More SF trip

The next morning in Sonoma, took a couple of random pictures.

Stopped at a few wineries, and picked up a case-worth of wine to bring back. The most important was probably “Wellington Vineyards”:http://www.wellingtonvineyards.com/, where we picked up quite a lot of their most excellent port.

SF trip

Flew in the afternoon of the 27th. Saw the Dorado crew for lunch, then drove up the coast. Stopped at Rockaway Beach (I think) to take some pictures.

After this we continued on to Sonoma.

libwww-perl updated today

Marking the end of my pathetically long hiatus from doing any actual Debian work, I uploaded a new version of libwww-perl, based on the new upstream 5.69 release. It doesn’t close every bug (there’s a couple that need more looking at, and a couple that are probably going to get ste to wishlist), but it closes several, it compatible with both testing and unstable, and should even be installable on stable, though it’s unlikely to ever actually show up there.

Fun in the sunshine state.

Of course, it was amazing to realize that it’s been three years and ten months since we left Miami to move to Durham–that means we’ve been in Durham almost as long as we were in Miami, and that Durham is very soon going to be come the second longest time I’ve lived in one place, and not very long after that, the longest time I’ve lived in one place (the current holder of the title being a small villiage about 20km outside of Ramstein AFB, Germany).

Anyway, we decided to travel back because various and sundry of our friends here have new children, and, well, it’s been a heck of a winter–the beginning of March seemed like a reasonable time to bug-out and absorb some heat.

Nor were we disappointed–instead of the normal temperatures in the 70s you see this time of year, Miami has experienced a bit of a minature heat-wave, and has been seeing summer-like temperatures in the 90s.

The flight was uneventful, and we got to the first place we were spending the night with only some small period of time spent lost, though it did serve to remind us that Miami was not a place of unalloyed delight.

The next day was fun–lunch at a the Miss Saigon Bistro, a better-than-average Vietnamese restaurant.

We spent Saturday morning at Fairchild Tropical Gardens, from which I came away with a bunch of pictures.

The Big Book of Amber, Zelazny

OK, so it’s the ??Great Book of Amber?? rather than ??The Big Book of Amber??, but it certainly big, and there’s some reference to my childhood that I can’t quite apprehend but nevertheless makes it stick (Note: the options you get “on Barnes & Noble”:http://search.barnesandnoble.com/booksearch/results.asp?WRD=big+book+of are wierd and fascinating).

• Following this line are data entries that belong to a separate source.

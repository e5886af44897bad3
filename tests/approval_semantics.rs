#![allow(missing_docs)]
// Approval gating: action-class approvals, the indirect-injection guard,
// and their ablations.

mod common;

use common::{canaries, from_retrieved, from_user, harness, http_request, ticket_request};
use toolgate::types::Ablation;

#[tokio::test]
async fn test_create_ticket_requires_approval_by_default() {
    let h = harness();
    let req = ticket_request("SEC", "Hello", from_user(), Ablation::default());
    let res = h.gateway.execute(&req, &canaries()).await.expect("execute");
    assert_eq!(res.status(), "approval_required");
    assert!(res.policy().requires_approval);
    assert_eq!(res.reason(), "approval_required_action");
}

#[tokio::test]
async fn test_disable_approvals_allows_create_ticket() {
    let h = harness();
    let req = ticket_request(
        "SEC",
        "Hello",
        from_user(),
        Ablation {
            disable_approvals: true,
            ..Ablation::default()
        },
    );
    let res = h.gateway.execute(&req, &canaries()).await.expect("execute");
    assert_eq!(res.status(), "allowed");
    assert!(res.policy().allow);
}

#[tokio::test]
async fn test_from_retrieved_http_get_requires_approval() {
    // The key indirect-injection control: retrieved provenance plus network
    // risk halts even an allowlisted call.
    let h = harness();
    let req = http_request(
        "https://api.company.tld/status",
        from_retrieved(),
        Ablation::default(),
    );
    let res = h.gateway.execute(&req, &canaries()).await.expect("execute");
    assert_eq!(res.status(), "approval_required");
    assert_eq!(res.reason(), "approval_required_taint_high_risk");
}

#[tokio::test]
async fn test_disable_taint_approvals_allows_from_retrieved_http_get() {
    let h = harness();
    let req = http_request(
        "https://api.company.tld/status",
        from_retrieved(),
        Ablation {
            disable_taint_approvals: true,
            ..Ablation::default()
        },
    );
    let res = h.gateway.execute(&req, &canaries()).await.expect("execute");
    assert_eq!(res.status(), "allowed");
}

#[tokio::test]
async fn test_from_retrieved_read_tool_needs_no_approval() {
    let h = harness();
    let req = toolgate::types::ToolCallRequest {
        tool: "read_doc".to_owned(),
        args: serde_json::json!({"doc_id": "refund_policy"}),
        meta: common::meta_b3(from_retrieved(), Ablation::default()),
    };
    let res = h.gateway.execute(&req, &canaries()).await.expect("execute");
    assert_eq!(res.status(), "allowed");
}

#[tokio::test]
async fn test_deny_short_circuits_over_approval() {
    // A ticket that both leaks a canary and belongs to the approval class
    // must deny, never degrade to approval.
    let h = harness();
    let req = ticket_request(
        "SEC",
        "Here is CANARY_KEY_002",
        from_retrieved(),
        Ablation::default(),
    );
    let res = h.gateway.execute(&req, &canaries()).await.expect("execute");
    assert_eq!(res.status(), "denied");
    assert_eq!(res.reason(), "canary_detected");
    assert!(!res.policy().requires_approval);
}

I’ve never read any Zelazny before, and it’s distinctly wierd for me; as I’m sure Unix old-timers would cringe to hear me admit that I know Perl infinitely better than sh and awk (I barely know awk at all), I’m sure many SF fans will look askance when I admit that I recognize the writing well–it reminds me of Steven Brust.

Now I’m not saying this is an original observation in any way–I think I probably picked it up from Steven himself on GEnie many years ago.

What strikes me, though, is the extent to which I think the student may have surpassed the teacher. Steven’s prose seems much more consistent and polished–Zelazny seems to have no problem with going from a formal feeling “fantasy prose” to something much more “20th century conversational” in the space of about three sentences, and I have to say, it drives me a little bit nuts.

Not so nuts that I’m not going to continue or anything–when was the last time I dropped a book entirely? Oh, wait, last week, just before I started this one…

“Boycott Amazon.com!”:http://search.barnesandnoble.com/booksearch/isbnInquiry.asp?isbn=0380809060

Five days without an update…

Five fairly busy days, too.

Finished building a diagram for the the data model for one of my clients. Did some more tweaking on my dia-to-sql XSL stylesheet to get things working. I think I’m starting to really _like_ XSL. What’s next, scheme? Intercal? Brainfuck?

I _should_ package up my stylesheet for public consumption, though–I understand that the next version of Dia is going to have an XSLT plugin, which would mean you could go directly from the diagram to SQL without an intervening processing step.

Now I’ve got to start getting the legacy data pulled out of the existing database and into the new one. That’s going to be a nightmare–the old database format is poorly normalized, and ages of poor programming have contributed to there being a lot of crapulous data in it. I am only looking forward to it in the sense that it will give me lots of hours to bill.